» **Problem details**: Copy all lines in the data that contain the string "indices".

» **Information given**:
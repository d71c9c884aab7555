//! Apply the cleaner and scorer collaborators to pre-validated articles.

use crate::domain::{ScoredArticle, ValidArticle};
use crate::error::CoreError;
use crate::source::{SentimentScorer, TextCleaner};

/// Clean and score every article, in input order.
///
/// A score that is NaN or outside [-1, 1] means the scorer broke its
/// contract; the whole batch fails rather than clamping or skipping.
pub fn score_articles(
    articles: Vec<ValidArticle>,
    cleaner: &dyn TextCleaner,
    scorer: &dyn SentimentScorer,
) -> Result<Vec<ScoredArticle>, CoreError> {
    articles
        .into_iter()
        .map(|article| {
            let cleaned = cleaner.clean(&article.raw_content);
            let score = scorer.score(&cleaned);
            if !(-1.0..=1.0).contains(&score) {
                return Err(CoreError::SentimentOutOfRange {
                    headline: article.headline,
                    score,
                });
            }
            Ok(ScoredArticle::from_valid(article, cleaned, score))
        })
        .collect()
}
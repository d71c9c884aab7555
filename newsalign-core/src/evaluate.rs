//! Regression evaluation — seeded train/test split, OLS fit, test-set MSE.
//!
//! The single feature is daily sentiment and the target is the close price.
//! Every input row must already have a sentiment; resolving gaps is the
//! caller's job (see `resolve`).
//!
//! Partitioning:
//! - Row indices are shuffled with `StdRng::seed_from_u64(seed)`.
//! - The test set takes the first `floor(n · test_fraction)` shuffled indices.
//! - An empty test set or fewer than two training rows is `InsufficientData`.
//!
//! The same input, fraction, and seed always produce the same partition and
//! therefore bit-identical parameters and error.

use rand::rngs::StdRng;
use rand::seq::SliceRandom;
use rand::SeedableRng;
use serde::{Deserialize, Serialize};

use crate::domain::{AlignedSeries, LinearModel, RegressionResult};
use crate::error::CoreError;

/// Absorbs representation error in `n · fraction` (e.g. 0.29 · 100).
const SPLIT_EPSILON: f64 = 1e-9;

/// Minimum rows needed to fit a line.
pub const MIN_TRAIN_ROWS: usize = 2;

/// Row indices of a train/test partition.
#[derive(Debug, Clone, PartialEq, Eq, Serialize, Deserialize)]
pub struct Split {
    pub train: Vec<usize>,
    pub test: Vec<usize>,
}

/// Deterministically partition `n` row indices.
pub fn train_test_split(n: usize, test_fraction: f64, seed: u64) -> Result<Split, CoreError> {
    if !test_fraction.is_finite() || test_fraction <= 0.0 || test_fraction >= 1.0 {
        return Err(CoreError::InvalidParameter(format!(
            "test_fraction must be in (0, 1), got {test_fraction}"
        )));
    }

    let n_test = (n as f64 * test_fraction + SPLIT_EPSILON).floor() as usize;
    if n_test == 0 {
        return Err(CoreError::InsufficientData {
            reason: format!(
                "test partition would be empty ({n} rows at test_fraction {test_fraction})"
            ),
        });
    }
    let n_train = n - n_test;
    if n_train < MIN_TRAIN_ROWS {
        return Err(CoreError::InsufficientData {
            reason: format!(
                "train partition has {n_train} rows, at least {MIN_TRAIN_ROWS} are needed to fit"
            ),
        });
    }

    let mut indices: Vec<usize> = (0..n).collect();
    let mut rng = StdRng::seed_from_u64(seed);
    indices.shuffle(&mut rng);

    let train = indices.split_off(n_test);
    Ok(Split {
        train,
        test: indices,
    })
}

/// Ordinary least squares for a single feature.
///
/// When every `x` is identical the slope is undefined; the fit degrades to
/// a flat line at the mean of `y`.
pub fn fit_ols(xs: &[f64], ys: &[f64]) -> Result<LinearModel, CoreError> {
    if xs.len() != ys.len() {
        return Err(CoreError::DimensionMismatch {
            expected: xs.len(),
            actual: ys.len(),
        });
    }
    if xs.is_empty() {
        return Err(CoreError::InsufficientData {
            reason: "cannot fit a line to zero rows".into(),
        });
    }

    let n = xs.len() as f64;
    let mean_x = xs.iter().sum::<f64>() / n;
    let mean_y = ys.iter().sum::<f64>() / n;

    let mut sxx = 0.0;
    let mut sxy = 0.0;
    for (x, y) in xs.iter().zip(ys) {
        let dx = x - mean_x;
        sxx += dx * dx;
        sxy += dx * (y - mean_y);
    }

    let constant_x = xs.iter().all(|&x| x == xs[0]);
    let slope = if constant_x || sxx == 0.0 { 0.0 } else { sxy / sxx };
    Ok(LinearModel {
        slope,
        intercept: mean_y - slope * mean_x,
    })
}

/// Mean of squared differences. Returns `None` for empty input.
pub fn mean_squared_error(actual: &[f64], predicted: &[f64]) -> Option<f64> {
    if actual.is_empty() || actual.len() != predicted.len() {
        return None;
    }
    let sum: f64 = actual
        .iter()
        .zip(predicted)
        .map(|(a, p)| (a - p).powi(2))
        .sum();
    Some(sum / actual.len() as f64)
}

/// Split, fit on the train rows, and report MSE on the test rows.
pub fn fit_and_evaluate(
    aligned: &AlignedSeries,
    test_fraction: f64,
    seed: u64,
) -> Result<RegressionResult, CoreError> {
    if let Some(row) = aligned.first_missing() {
        return Err(CoreError::IncompleteRow { date: row.date });
    }
    for row in aligned.rows() {
        if !row.close.is_finite() {
            return Err(CoreError::NonFiniteValue {
                date: row.date,
                field: "close",
            });
        }
        if row.sentiment.is_some_and(|s| !s.is_finite()) {
            return Err(CoreError::NonFiniteValue {
                date: row.date,
                field: "sentiment",
            });
        }
    }

    let (xs, ys) = aligned.complete_pairs();
    if xs.len() != aligned.len() {
        return Err(CoreError::DimensionMismatch {
            expected: aligned.len(),
            actual: xs.len(),
        });
    }

    let split = train_test_split(xs.len(), test_fraction, seed)?;

    let train_x: Vec<f64> = split.train.iter().map(|&i| xs[i]).collect();
    let train_y: Vec<f64> = split.train.iter().map(|&i| ys[i]).collect();
    let model = fit_ols(&train_x, &train_y)?;

    let actual: Vec<f64> = split.test.iter().map(|&i| ys[i]).collect();
    let predicted: Vec<f64> = split.test.iter().map(|&i| model.predict(xs[i])).collect();
    let mse = mean_squared_error(&actual, &predicted).ok_or_else(|| {
        CoreError::InsufficientData {
            reason: "test partition is empty".into(),
        }
    })?;

    Ok(RegressionResult::new(
        model,
        mse,
        split.train.len(),
        split.test.len(),
    ))
}
//! Serializable pipeline configuration.
//!
//! A run is described by a TOML file:
//!
//! ```toml
//! ticker = "AAPL"
//! start_date = "2023-01-01"
//! end_date = "2023-12-31"
//!
//! [articles]
//! type = "csv"
//! path = "data/articles.csv"
//!
//! [market]
//! type = "synthetic"
//!
//! [evaluation]
//! test_fraction = 0.2
//! seed = 42
//! missing_policy = "drop"
//! ```

use chrono::NaiveDate;
use newsalign_core::MissingPolicy;
use serde::{Deserialize, Serialize};
use std::path::{Path, PathBuf};
use thiserror::Error;

/// Content-addressed identifier for a run configuration.
pub type RunId = String;

#[derive(Debug, Error)]
pub enum ConfigError {
    #[error("failed to read config {path}: {reason}")]
    Read { path: String, reason: String },

    #[error("failed to parse config TOML: {0}")]
    Parse(String),

    #[error("invalid config: {0}")]
    Invalid(String),
}

/// Full configuration for one pipeline run.
#[derive(Debug, Clone, Serialize, Deserialize, PartialEq)]
pub struct PipelineConfig {
    pub ticker: String,

    /// Market data start date (inclusive)
    pub start_date: NaiveDate,

    /// Market data end date (inclusive)
    pub end_date: NaiveDate,

    pub articles: ArticleSourceConfig,

    pub market: MarketSourceConfig,

    #[serde(default)]
    pub evaluation: EvaluationConfig,
}

/// Where articles come from.
#[derive(Debug, Clone, Serialize, Deserialize, PartialEq)]
#[serde(tag = "type", rename_all = "snake_case")]
pub enum ArticleSourceConfig {
    /// CSV with `headline,date,content` columns.
    Csv { path: PathBuf },

    /// Saved NewsAPI `everything` response.
    NewsapiJson { path: PathBuf },
}

/// Where daily bars come from.
#[derive(Debug, Clone, Serialize, Deserialize, PartialEq)]
#[serde(tag = "type", rename_all = "snake_case")]
pub enum MarketSourceConfig {
    /// CSV with `date,open,high,low,close,volume` columns.
    Csv { path: PathBuf },

    /// Yahoo Finance v8 chart API.
    Yahoo,

    /// Deterministic random walk, for development without market data.
    Synthetic,
}

/// Regression evaluation settings.
#[derive(Debug, Clone, Serialize, Deserialize, PartialEq)]
#[serde(default)]
pub struct EvaluationConfig {
    /// Share of rows held out for testing, in (0, 1).
    pub test_fraction: f64,

    /// Seed for the train/test partition.
    pub seed: u64,

    /// How rows without sentiment are handled before evaluation.
    pub missing_policy: MissingPolicy,
}

impl Default for EvaluationConfig {
    fn default() -> Self {
        Self {
            test_fraction: 0.2,
            seed: 42,
            missing_policy: MissingPolicy::Drop,
        }
    }
}

impl PipelineConfig {
    /// Load a config from a TOML file.
    pub fn from_file(path: &Path) -> Result<Self, ConfigError> {
        let content = std::fs::read_to_string(path).map_err(|e| ConfigError::Read {
            path: path.display().to_string(),
            reason: e.to_string(),
        })?;
        Self::from_toml(&content)
    }

    /// Parse and validate a config from a TOML string.
    pub fn from_toml(content: &str) -> Result<Self, ConfigError> {
        let config: Self =
            toml::from_str(content).map_err(|e| ConfigError::Parse(e.to_string()))?;
        config.validate()?;
        Ok(config)
    }

    pub fn validate(&self) -> Result<(), ConfigError> {
        if self.ticker.trim().is_empty() {
            return Err(ConfigError::Invalid("ticker must not be empty".into()));
        }
        if self.end_date < self.start_date {
            return Err(ConfigError::Invalid(format!(
                "end_date {} is before start_date {}",
                self.end_date, self.start_date
            )));
        }
        let f = self.evaluation.test_fraction;
        if !f.is_finite() || f <= 0.0 || f >= 1.0 {
            return Err(ConfigError::Invalid(format!(
                "evaluation.test_fraction must be in (0, 1), got {f}"
            )));
        }
        Ok(())
    }

    /// Same configuration for a different ticker.
    pub fn for_ticker(&self, ticker: &str) -> Self {
        Self {
            ticker: ticker.to_uppercase(),
            ..self.clone()
        }
    }

    /// Deterministic hash ID for this configuration.
    ///
    /// Two runs with identical configs share a RunId.
    pub fn run_id(&self) -> RunId {
        // Serializing plain data (strings, dates, numbers, enums) cannot fail.
        let json = serde_json::to_string(self).unwrap_or_default();
        blake3::hash(json.as_bytes()).to_hex().to_string()
    }
}

#[cfg(test)]
mod tests {
    use super::*;

    const SAMPLE: &str = r#"
ticker = "AAPL"
start_date = "2023-01-01"
end_date = "2023-12-31"

[articles]
type = "csv"
path = "data/articles.csv"

[market]
type = "synthetic"

[evaluation]
test_fraction = 0.25
seed = 7
missing_policy = "forward_fill"
"#;

    #[test]
    fn parses_full_config() {
        let config = PipelineConfig::from_toml(SAMPLE).unwrap();
        assert_eq!(config.ticker, "AAPL");
        assert_eq!(config.start_date, NaiveDate::from_ymd_opt(2023, 1, 1).unwrap());
        assert_eq!(
            config.articles,
            ArticleSourceConfig::Csv {
                path: PathBuf::from("data/articles.csv")
            }
        );
        assert_eq!(config.market, MarketSourceConfig::Synthetic);
        assert_eq!(config.evaluation.test_fraction, 0.25);
        assert_eq!(config.evaluation.seed, 7);
        assert_eq!(config.evaluation.missing_policy, MissingPolicy::ForwardFill);
    }

    #[test]
    fn evaluation_section_defaults() {
        let toml = r#"
ticker = "MSFT"
start_date = "2023-01-01"
end_date = "2023-06-30"

[articles]
type = "newsapi_json"
path = "news.json"

[market]
type = "yahoo"
"#;
        let config = PipelineConfig::from_toml(toml).unwrap();
        assert_eq!(config.evaluation, EvaluationConfig::default());
        assert_eq!(config.market, MarketSourceConfig::Yahoo);
    }

    #[test]
    fn rejects_inverted_dates() {
        let toml = SAMPLE.replace("2023-12-31", "2022-12-31");
        assert!(matches!(
            PipelineConfig::from_toml(&toml),
            Err(ConfigError::Invalid(_))
        ));
    }

    #[test]
    fn rejects_bad_test_fraction() {
        let toml = SAMPLE.replace("0.25", "1.0");
        assert!(matches!(
            PipelineConfig::from_toml(&toml),
            Err(ConfigError::Invalid(_))
        ));
    }

    #[test]
    fn rejects_unknown_source_type() {
        let toml = SAMPLE.replace("type = \"synthetic\"", "type = \"bloomberg\"");
        assert!(matches!(
            PipelineConfig::from_toml(&toml),
            Err(ConfigError::Parse(_))
        ));
    }

    #[test]
    fn run_id_is_deterministic_and_sensitive_to_seed() {
        let config = PipelineConfig::from_toml(SAMPLE).unwrap();
        assert_eq!(config.run_id(), config.run_id());
        assert_eq!(config.run_id().len(), 64);

        let mut other = config.clone();
        other.evaluation.seed = 8;
        assert_ne!(config.run_id(), other.run_id());
    }

    #[test]
    fn for_ticker_only_changes_ticker() {
        let config = PipelineConfig::from_toml(SAMPLE).unwrap();
        let msft = config.for_ticker("msft");
        assert_eq!(msft.ticker, "MSFT");
        assert_eq!(msft.evaluation, config.evaluation);
        assert_ne!(msft.run_id(), config.run_id());
    }
}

» **Written answer**:
//! - Row indices are shuffled with `StdRng::seed_from_u64(seed)`.
//! - The test set takes the first `floor(n · test_fraction)` shuffled indices.
/// Row indices of a train/test partition.
/// Deterministically partition `n` row indices.
    let mut indices: Vec<usize> = (0..n).collect();
    indices.shuffle(&mut rng);
    let train = indices.split_off(n_test);
        test: indices,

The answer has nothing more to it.